WORK INSTRUCTION: Isolate every line in the data with the string "enum" and copy it.
*** DATA RECORDS Section Begins ***
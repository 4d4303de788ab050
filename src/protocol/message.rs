//! Protocol message definitions
//!
//! A message is a kind, a protocol version and one of three payload shapes.
//! The kind alone decides which shape follows the header on the wire.

use std::fmt;

use bytes::{Buf, BufMut, BytesMut};

use super::codec::{
    check_string, decode_string, decode_u32, encode_string, encode_u32, string_size, CodecError,
    CodecResult, LengthField,
};
use super::PROTOCOL_VERSION;

/// Bytes taken by the kind and version fields
pub const HEADER_SIZE: usize = 8;

/// Smallest possible encoded variable record: kind, name length, 1-byte name, value
const MIN_VAR_SIZE: usize = 13;

/// Message kind identifiers, numbered in wire order
#[derive(Debug, Clone, Copy, PartialEq, Eq, Hash)]
#[repr(u32)]
pub enum MessageKind {
    None = 0,
    NodeDescr = 1,
    AppDescr = 2,
    DaemonReg = 3,
    ClientReg = 4,
    VarDescr = 5,
    VarReq = 6,
    VarSet = 7,
    ClientUnreg = 8,
    Confirm = 9,
    Fail = 10,
    PerfUpdate = 11,
    ProbeReq = 12,
    ProbeSet = 13,
    TclvarReq = 14,
    Database = 15,
    WithConf = 16,
    Projection = 17,
    SimConsReq = 18,
    SimConsResult = 19,
    ProjReq = 20,
    ProjResult = 21,
}

/// The three payload layouts a message can carry
#[derive(Debug, Clone, Copy, PartialEq, Eq)]
pub enum PayloadShape {
    Registration,
    Description,
    Update,
}

impl MessageKind {
    pub const ALL: [MessageKind; 22] = [
        MessageKind::None,
        MessageKind::NodeDescr,
        MessageKind::AppDescr,
        MessageKind::DaemonReg,
        MessageKind::ClientReg,
        MessageKind::VarDescr,
        MessageKind::VarReq,
        MessageKind::VarSet,
        MessageKind::ClientUnreg,
        MessageKind::Confirm,
        MessageKind::Fail,
        MessageKind::PerfUpdate,
        MessageKind::ProbeReq,
        MessageKind::ProbeSet,
        MessageKind::TclvarReq,
        MessageKind::Database,
        MessageKind::WithConf,
        MessageKind::Projection,
        MessageKind::SimConsReq,
        MessageKind::SimConsResult,
        MessageKind::ProjReq,
        MessageKind::ProjResult,
    ];

    /// Look up a kind by its wire value
    pub fn from_u32(value: u32) -> Option<Self> {
        Self::ALL.get(value as usize).copied()
    }

    pub fn as_u32(self) -> u32 {
        self as u32
    }

    /// Payload layout for this kind, `None` for the placeholder kind `NONE`
    pub fn shape(self) -> Option<PayloadShape> {
        use MessageKind as K;
        match self {
            K::None => None,
            K::DaemonReg | K::ClientReg | K::ClientUnreg | K::Confirm | K::Fail => {
                Some(PayloadShape::Registration)
            }
            K::NodeDescr
            | K::AppDescr
            | K::VarDescr
            | K::TclvarReq
            | K::Database
            | K::WithConf
            | K::Projection
            | K::SimConsReq
            | K::SimConsResult
            | K::ProjReq
            | K::ProjResult => Some(PayloadShape::Description),
            K::VarReq | K::VarSet | K::PerfUpdate | K::ProbeReq | K::ProbeSet => {
                Some(PayloadShape::Update)
            }
        }
    }

    pub fn as_str(self) -> &'static str {
        use MessageKind as K;
        match self {
            K::None => "NONE",
            K::NodeDescr => "NODE_DESCR",
            K::AppDescr => "APP_DESCR",
            K::DaemonReg => "DAEMON_REG",
            K::ClientReg => "CLIENT_REG",
            K::VarDescr => "VAR_DESCR",
            K::VarReq => "VAR_REQ",
            K::VarSet => "VAR_SET",
            K::ClientUnreg => "CLIENT_UNREG",
            K::Confirm => "CONFIRM",
            K::Fail => "FAIL",
            K::PerfUpdate => "PERF_UPDATE",
            K::ProbeReq => "PROBE_REQ",
            K::ProbeSet => "PROBE_SET",
            K::TclvarReq => "TCLVAR_REQ",
            K::Database => "DATABASE",
            K::WithConf => "WITH_CONF",
            K::Projection => "PROJECTION",
            K::SimConsReq => "SIM_CONS_REQ",
            K::SimConsResult => "SIM_CONS_RESULT",
            K::ProjReq => "PROJ_REQ",
            K::ProjResult => "PROJ_RESULT",
        }
    }
}

impl fmt::Display for MessageKind {
    fn fmt(&self, f: &mut fmt::Formatter<'_>) -> fmt::Result {
        f.write_str(self.as_str())
    }
}

/// Type tag of a variable record
#[derive(Debug, Clone, Copy, PartialEq, Eq, Hash)]
#[repr(u32)]
pub enum VarKind {
    Integer = 0,
    String = 1,
}

impl VarKind {
    pub fn from_u32(value: u32) -> Option<Self> {
        match value {
            0 => Some(VarKind::Integer),
            1 => Some(VarKind::String),
            _ => None,
        }
    }

    /// Zero value of this kind
    pub fn default_value(self) -> VarValue {
        match self {
            VarKind::Integer => VarValue::Integer(0),
            VarKind::String => VarValue::String(String::new()),
        }
    }
}

impl fmt::Display for VarKind {
    fn fmt(&self, f: &mut fmt::Formatter<'_>) -> fmt::Result {
        match self {
            VarKind::Integer => f.write_str("int"),
            VarKind::String => f.write_str("str"),
        }
    }
}

/// Value held by a variable record
///
/// Integers travel as 32-bit big-endian words, so host values are kept as
/// `i32` rather than silently narrowed at encode time.
#[derive(Debug, Clone, PartialEq, Eq, Hash)]
pub enum VarValue {
    Integer(i32),
    String(String),
}

impl VarValue {
    pub fn kind(&self) -> VarKind {
        match self {
            VarValue::Integer(_) => VarKind::Integer,
            VarValue::String(_) => VarKind::String,
        }
    }

    pub fn as_int(&self) -> Option<i32> {
        match self {
            VarValue::Integer(v) => Some(*v),
            VarValue::String(_) => None,
        }
    }

    pub fn as_str(&self) -> Option<&str> {
        match self {
            VarValue::String(s) => Some(s),
            VarValue::Integer(_) => None,
        }
    }
}

impl fmt::Display for VarValue {
    fn fmt(&self, f: &mut fmt::Formatter<'_>) -> fmt::Result {
        match self {
            VarValue::Integer(v) => write!(f, "{}", v),
            VarValue::String(s) => write!(f, "{:?}", s),
        }
    }
}

/// A named, typed tunable variable
///
/// `shadow` stages values received from the server; it only reaches `value`
/// through [`VarDef::pull`]. Only `value` travels on the wire.
#[derive(Debug, Clone, PartialEq, Eq)]
pub struct VarDef {
    pub name: String,
    pub value: VarValue,
    pub shadow: VarValue,
}

impl VarDef {
    pub fn new(name: impl Into<String>, value: VarValue) -> Self {
        Self {
            name: name.into(),
            shadow: value.clone(),
            value,
        }
    }

    pub fn integer(name: impl Into<String>, value: i32) -> Self {
        Self::new(name, VarValue::Integer(value))
    }

    pub fn string(name: impl Into<String>, value: impl Into<String>) -> Self {
        Self::new(name, VarValue::String(value.into()))
    }

    pub fn kind(&self) -> VarKind {
        self.value.kind()
    }

    /// Copy the staged shadow value into the live value
    pub fn pull(&mut self) {
        self.value = self.shadow.clone();
    }

    /// Check name and value limits without encoding
    pub fn validate(&self) -> CodecResult<()> {
        if self.name.is_empty() {
            return Err(CodecError::EmptyName);
        }
        // Declarations are whitespace separated, so names cannot contain any.
        if self.name.contains(char::is_whitespace) {
            return Err(CodecError::WhitespaceInName(self.name.clone()));
        }
        check_string(&self.name, LengthField::U32)?;
        if let VarValue::String(s) = &self.value {
            check_string(s, LengthField::U32)?;
        }
        Ok(())
    }

    /// Encoded size of this record
    pub fn encoded_len(&self) -> usize {
        let value_len = match &self.value {
            VarValue::Integer(_) => 4,
            VarValue::String(s) => string_size(s, LengthField::U32),
        };
        4 + string_size(&self.name, LengthField::U32) + value_len
    }

    /// Encode kind, name and value. Nothing is written if the record is invalid.
    pub fn encode(&self, buf: &mut impl BufMut) -> CodecResult<()> {
        self.validate()?;
        encode_u32(buf, self.kind() as u32);
        encode_string(buf, &self.name, LengthField::U32)?;
        match &self.value {
            VarValue::Integer(v) => encode_u32(buf, *v as u32),
            VarValue::String(s) => encode_string(buf, s, LengthField::U32)?,
        }
        Ok(())
    }

    /// Decode a record; the shadow starts equal to the value
    pub fn decode(buf: &mut impl Buf) -> CodecResult<Self> {
        let raw_kind = decode_u32(buf)?;
        let kind = VarKind::from_u32(raw_kind).ok_or(CodecError::UnknownVarKind(raw_kind))?;
        let name = decode_string(buf, LengthField::U32)?;
        if name.is_empty() {
            return Err(CodecError::EmptyName);
        }
        let value = match kind {
            VarKind::Integer => VarValue::Integer(decode_u32(buf)? as i32),
            VarKind::String => VarValue::String(decode_string(buf, LengthField::U32)?),
        };
        Ok(Self::new(name, value))
    }
}

/// Variant payload of a message
#[derive(Debug, Clone, PartialEq, Eq)]
pub enum Payload {
    /// Registration bookkeeping; `param` depends on the kind
    Registration { param: u32, client_id: u32 },
    /// A single opaque string
    Description { text: String },
    /// Variable records stamped with the session timestamp
    Update { timestamp: u32, vars: Vec<VarDef> },
}

impl Payload {
    pub fn shape(&self) -> PayloadShape {
        match self {
            Payload::Registration { .. } => PayloadShape::Registration,
            Payload::Description { .. } => PayloadShape::Description,
            Payload::Update { .. } => PayloadShape::Update,
        }
    }

    fn size(&self) -> usize {
        match self {
            Payload::Registration { .. } => 8,
            Payload::Description { text } => string_size(text, LengthField::U16),
            Payload::Update { vars, .. } => 8 + vars.iter().map(VarDef::encoded_len).sum::<usize>(),
        }
    }

    fn validate(&self) -> CodecResult<()> {
        match self {
            Payload::Registration { .. } => Ok(()),
            Payload::Description { text } => check_string(text, LengthField::U16),
            Payload::Update { vars, .. } => vars.iter().try_for_each(VarDef::validate),
        }
    }
}

/// A protocol message
#[derive(Debug, Clone, PartialEq, Eq)]
pub struct Message {
    kind: MessageKind,
    version: u32,
    payload: Payload,
}

impl Message {
    /// Build a message; the payload must match the kind's shape
    pub fn new(kind: MessageKind, payload: Payload) -> CodecResult<Self> {
        if kind.shape() != Some(payload.shape()) {
            return Err(CodecError::UnsupportedKind(kind));
        }
        Ok(Self {
            kind,
            version: PROTOCOL_VERSION,
            payload,
        })
    }

    /// Registration request; `signal_mode` asks the server to pre-push values
    pub fn client_reg(signal_mode: bool, client_id: u32) -> Self {
        Self::registration(MessageKind::ClientReg, signal_mode as u32, client_id)
    }

    pub fn client_unreg(client_id: u32) -> Self {
        Self::registration(MessageKind::ClientUnreg, 0, client_id)
    }

    pub fn confirm(param: u32, client_id: u32) -> Self {
        Self::registration(MessageKind::Confirm, param, client_id)
    }

    pub fn fail() -> Self {
        Self::registration(MessageKind::Fail, 0, 0)
    }

    fn registration(kind: MessageKind, param: u32, client_id: u32) -> Self {
        Self {
            kind,
            version: PROTOCOL_VERSION,
            payload: Payload::Registration { param, client_id },
        }
    }

    /// Description message of any description-shaped kind
    pub fn description(kind: MessageKind, text: impl Into<String>) -> CodecResult<Self> {
        Self::new(kind, Payload::Description { text: text.into() })
    }

    /// Update message of any update-shaped kind
    pub fn update(kind: MessageKind, timestamp: u32, vars: Vec<VarDef>) -> CodecResult<Self> {
        Self::new(kind, Payload::Update { timestamp, vars })
    }

    pub fn kind(&self) -> MessageKind {
        self.kind
    }

    pub fn version(&self) -> u32 {
        self.version
    }

    pub fn payload(&self) -> &Payload {
        &self.payload
    }

    pub fn into_payload(self) -> Payload {
        self.payload
    }

    /// Exact number of bytes [`Message::serialize`] writes
    pub fn size(&self) -> usize {
        HEADER_SIZE + self.payload.size()
    }

    /// Write header and payload, returning the number of bytes written.
    ///
    /// The message is validated first, so a failed call leaves `buf` untouched.
    pub fn serialize(&self, buf: &mut BytesMut) -> CodecResult<usize> {
        self.payload.validate()?;
        let start = buf.len();

        encode_u32(buf, self.kind.as_u32());
        encode_u32(buf, self.version);
        match &self.payload {
            Payload::Registration { param, client_id } => {
                encode_u32(buf, *param);
                encode_u32(buf, *client_id);
            }
            Payload::Description { text } => {
                encode_string(buf, text, LengthField::U16)?;
            }
            Payload::Update { timestamp, vars } => {
                encode_u32(buf, *timestamp);
                encode_u32(buf, vars.len() as u32);
                for var in vars {
                    var.encode(buf)?;
                }
            }
        }

        Ok(buf.len() - start)
    }

    /// Decode a complete message; every byte of `buf` must be consumed
    pub fn deserialize(mut buf: &[u8]) -> CodecResult<Self> {
        let raw_kind = decode_u32(&mut buf)?;
        let kind = MessageKind::from_u32(raw_kind).ok_or(CodecError::UnknownKind(raw_kind))?;

        let version = decode_u32(&mut buf)?;
        if version != PROTOCOL_VERSION {
            return Err(CodecError::VersionMismatch {
                local: PROTOCOL_VERSION,
                remote: version,
            });
        }

        let payload = match kind.shape() {
            Some(PayloadShape::Registration) => Payload::Registration {
                param: decode_u32(&mut buf)?,
                client_id: decode_u32(&mut buf)?,
            },
            Some(PayloadShape::Description) => Payload::Description {
                text: decode_string(&mut buf, LengthField::U16)?,
            },
            Some(PayloadShape::Update) => {
                let timestamp = decode_u32(&mut buf)?;
                let count = decode_u32(&mut buf)? as usize;
                let mut vars = Vec::with_capacity(count.min(buf.len() / MIN_VAR_SIZE));
                for _ in 0..count {
                    vars.push(VarDef::decode(&mut buf)?);
                }
                Payload::Update { timestamp, vars }
            }
            None => return Err(CodecError::UnsupportedKind(kind)),
        };

        if buf.has_remaining() {
            return Err(CodecError::TrailingBytes(buf.remaining()));
        }

        Ok(Self {
            kind,
            version,
            payload,
        })
    }
}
*** DATA RECORDS Section Ends ***
RESPONSE FOR THIS EXERCISE:
pub enum MessageKind {
pub enum PayloadShape {
pub enum VarKind {
pub enum VarValue {
pub enum Payload {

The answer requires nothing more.